CP — Canadian Pacific Kansas City Ltd.
NYSE
Q1 2026 Earnings Call Summary
May 1, 2026
Summary of CP's Q1 2026 Earnings Call
1. Key Financial Results and Metrics
- Revenues: $3.7 billion, reflecting a 2% volume growth on a Revenue Ton Mile (RTM) basis.
- Operating Ratio: 63% (core adjusted), with a reported operating ratio of 66%.
- Earnings Per Share (EPS): $1.04 (core adjusted), down 2% year-over-year, impacted by foreign exchange and fuel price changes.
- Cash Flow: Strong cash flow generation, with $680 million deployed in share repurchases and a 17.5% increase in the quarterly dividend.
2. Strategic Updates and Business Highlights
- Operational Performance: The network achieved record operational results, with improvements in productivity, velocity, and asset utilization since the merger.
- Labor Agreements: Long-term tentative agreements reached with SMART-TD and BLET unions, enhancing labor stability and quality of life for employees.
- Volume Growth: Significant contributions from grain shipments, automotive, intermodal, and MMX services, with record grain volumes supported by a strong harvest.
- New Initiatives: Launch of the SMX service expected to enhance intermodal offerings and drive truck-to-rail conversions.
3. Forward Guidance and Outlook
- Q2 Expectations: Anticipating strong performance with record volumes in April and a positive inflection in yields as comparisons normalize.

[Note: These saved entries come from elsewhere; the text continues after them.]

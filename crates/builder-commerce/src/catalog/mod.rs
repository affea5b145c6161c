//! Catalog module.
//!
//! Contains items, component slots, and the chooser filters.

mod filter;
mod item;
mod slot;

pub use filter::{attribute_terms, ItemFilter};
pub use item::{
    AttributePayload, CategoryRef, ImagePayload, Item, ItemPayload, ProductsEnvelope, StockStatus,
    WireScalar,
};
pub use slot::{default_slots, ComponentSlot};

- Full-Year Guidance: Confident in achieving double-digit EPS growth in Q2 and the second half of the year, supported by improved operational efficiencies and market conditions.
- Capital Expenditures: Planned CapEx of $2.65 billion for the year, a 15% reduction from the previous year, focusing on productivity improvements.
4. Bad News, Challenges, or Points of Concern
- Coal Business Decline: Coal revenues down 11% due to production issues at customer mines, expected to continue impacting Q2 and full-year results.
- Mixed Performance in Merchandise: Declines in energy, chemicals, plastics, and forest products due to tariffs and macroeconomic factors.
- Foreign Exchange and Fuel Price Headwinds: Notable impacts on yield and overall financial performance, with expectations of continued volatility in these areas.
- Regulatory Risks: Concerns regarding potential mergers in the industry, with opposition from various stakeholders, including shippers and labor groups.
5. Notable Q&A Insights
- Customer Sentiment: Positive feedback from customers regarding volume growth outside of coal, with expectations for continued strength in grain and automotive sectors.
- Intermodal Growth: The SMX service is expected to significantly enhance intermodal capabilities and attract truck-to-rail conversions.
- Fuel Surcharge Dynamics: Anticipated improvements in EPS as fuel surcharges adjust to higher prices, mitigating previous headwinds.
- Merger Concerns: Keith Creel expressed strong opposition to potential mergers in the industry, emphasizing the risks to competition and service reliability.
Overall, CP reported a solid start to 2026, with strong operational performance and strategic initiatives in place, despite facing challenges in specific segments and external market pressures. The outlook remains positive, with expectations for growth and improved financial metrics in the coming quarters.